The Abbott Procedure, briefly explained

It should be noted that the plaintiffs in Abbott to make several claims other than their argument that discrimination in favor of older voters is contrary to the 26th amendment.

They claim, among other things, that the state violates the guarantee of the 14th amendment that no one “equal protection of the lawBecause it treats older voters differently than younger ones. They claim that through threatening criminal proceedings against organizations that encourage young people to search in absenteeism, Paxton violated a ban on voter harassment. They also suggest that Paxton may exclude Republicans from this threat, which would violate the First Amendment’s prohibition on discrimination.

But it is not clear that many of these claims would contribute much to the voters in Texas. For example, if Paxton selectively commits threats, the correct remedy would be to order him to stop making those threats. It would not necessarily be that younger voters can obtain votes in their absence. In addition, the Roberts Court generally hostile to claim that restrictions on voting rights violate the vague language of the 14th amendment.
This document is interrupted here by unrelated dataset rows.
//! # Integration Tests for the Calckit Prelude
//!
//! Verifies that the prelude re-exports every calculator and result type, so that
//! users can import everything they need with a single `use` statement.

use calckit::prelude::*;

#[test]
fn test_prelude_imports_result_types() {
    let names = [
        std::any::type_name::<AgeResult>(),
        std::any::type_name::<DateDifference>(),
        std::any::type_name::<DateShift>(),
        std::any::type_name::<PregnancyResult>(),
        std::any::type_name::<PercentChange>(),
        std::any::type_name::<MortgageResult>(),
        std::any::type_name::<MonthlyBreakdown>(),
        std::any::type_name::<TaxResult>(),
        std::any::type_name::<TipResult>(),
        std::any::type_name::<TariffResult>(),
    ];
    for name in names {
        assert!(name.starts_with("calckit::"), "{name}");
    }
}

#[test]
fn test_prelude_imports_enums() {
    assert_eq!(FilingStatus::default(), FilingStatus::Single);
    assert_eq!(DatingMethod::default(), DatingMethod::Lmp);
    assert_eq!(DateUnit::default(), DateUnit::Days);
    assert_eq!(DateOperation::default(), DateOperation::Add);
    assert_eq!(DownPaymentField::default(), DownPaymentField::Percent);
    assert!(matches!(Deduction::default(), Deduction::Standard));
    assert_eq!(ZodiacSign::from_month_day(8, 1), ZodiacSign::Leo);
}

#[test]
fn test_prelude_function_accessibility() {
    let _age_fn = calculate_age;
    let _diff_fn = date_difference;
    let _shift_fn = shift_date;
    let _pregnancy_fn = pregnancy_timeline;
    let _mortgage_fn = mortgage;
    let _breakdown_fn = monthly_breakdown;
    let _tax_fn = income_tax;
    let _tip_fn = tip;
    let _tariff_fn = tariff;

    assert_eq!(what_is_percent(20.0, 50.0), Some(10.0));
    assert_eq!(auto_pmi(100_000.0, 50_000.0), 0.0);
    assert_eq!(currency(5.0, 2), "$5.00");
    assert_eq!(parse_number("12abc"), Some(12.0));
}

#[test]
fn test_prelude_imports_tables() {
    assert_eq!(STATE_RATES.len(), 51);
    assert_eq!(TARIFF_COUNTRIES.len(), 10);
    assert_eq!(PREGNANCY_MILESTONES.len(), 11);
    assert_eq!(TIP_PRESETS.len(), 5);
    assert_eq!(GESTATION_DAYS, 280);
    assert_eq!(DEFAULT_TICK_INTERVAL.as_secs(), 1);

    let config = TaxConfig::default();
    let brackets: &Vec<TaxBracket> = config.brackets.get(FilingStatus::MarriedJoint);
    assert_eq!(brackets.len(), 7);
}

#[test]
fn test_prelude_fallible_setup() -> CalcResult<()> {
    let date = parse_local_date("2024-02-29")?;
    assert!(is_leap_year(2024));
    assert_eq!(days_in_month(2024, 2), 29);
    assert_eq!(local_midnight(date).to_string(), "2024-02-29 00:00:00");
    assert!(parse_local_date("2023-02-29").is_err());

    let config = TaxConfig::builder().child_credit(2_200.0).build()?;
    assert_eq!(config.child_credit, 2_200.0);
    Ok(())
}
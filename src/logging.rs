// Not every calculator logs at every level. Squash the warnings.
#![allow(unused_macros)]

// Logging is compiled in only with the `logging` feature. Without it every
// macro below expands to an empty block, so the arguments are never evaluated.
macro_rules! log {
    ($($tt:tt)*) => {
        #[cfg(feature = "logging")]
        {
            $($tt)*
        }
    }
}

macro_rules! error {
    ($($tt:tt)*) => { log!(log::error!($($tt)*)) }
}

macro_rules! warn {
    ($($tt:tt)*) => { log!(log::warn!($($tt)*)) }
}

macro_rules! info {
    ($($tt:tt)*) => { log!(log::info!($($tt)*)) }
}

macro_rules! debug {
    ($($tt:tt)*) => { log!(log::debug!($($tt)*)) }
}

macro_rules! trace {
    ($($tt:tt)*) => { log!(log::trace!($($tt)*)) }
}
But the language of the 26th amendment is not the least vague. On the contrary, it speaks in clear, radical terms. The voting rights of citizens over the age of 18 “are not denied or shortened… Due to age.” The six words “will not be denied or shortened” are categorical. They suggest that each a law restricting a person’s voting rights because of his age is constitutionally suspect.

Unlike the 14th amendment, will be the 26th by the Roberts Court’s decisions interpret her language narrowly. It is likely that at least some judges will practice grammar gymnastics to save Paxton’s favorite reading of Texas law, but that gymnastics will have to be quite advanced.

The Abbott claimants can be defeated by a Catch-22

However, higher courts may never answer the question of whether Texas is violating the 26th amendment. Indeed, there is a very real risk that either the Fifth Circuit or the Supreme Court will actually conclude that this is the case never possible to question Texas’ efforts to prevent younger voters from voting during the pandemic.

The reason is based on two rather obscure Supreme Court rulings, Texas Railroad Commission against Pullman (1941) and Purcell v. Gonzalez (2006).

Pullman sometimes requires federal courts to refrain from taking a decision on a pending case – if the outcome of that case is the correct way to read a state law, the meaning of which is currently being contested by the state judge. Purcellmeanwhile, warned that “injunctions affecting elections themselves could lead to voter confusion and, consequently, an incentive to steer clear of polls” and that “as an election approaches, that risk will increase”.

More recent Supreme Court rulings continue Purcell suggest that federal courts should avoid deciding many voting cases when elections are in sight.

So it is not hard to see how these two decisions could work together to thwart prosecutors Abbott. Until the Supreme Court of Texas decides DeBeauvoirthe Fifth Circuit and the United States Supreme Court are likely to conclude that Pullman prevents them from constitutional claims Abbott. Then, when the Texas Supreme Court turns in its decision DeBeauvoir, the Fifth Circuit and the US Supreme Court may as well conclude that it is too close to Election Day – and Purcell prevents federal courts from weighing up.

It is a trap that often arises in voting cases reaching the Roberts Court. Claimants who file a lawsuit early often lose because they filed too early to gather enough evidence to win their case, or because a doctrine like Pullman Abstinence prevents them from immediately prosecuting their case. However, claimants who take the time to develop their case often lose out because Purcell does not allow them to bring a voting right too close to an election.

Meanwhile, millions of Texans can lose their voting rights simply because they are too young.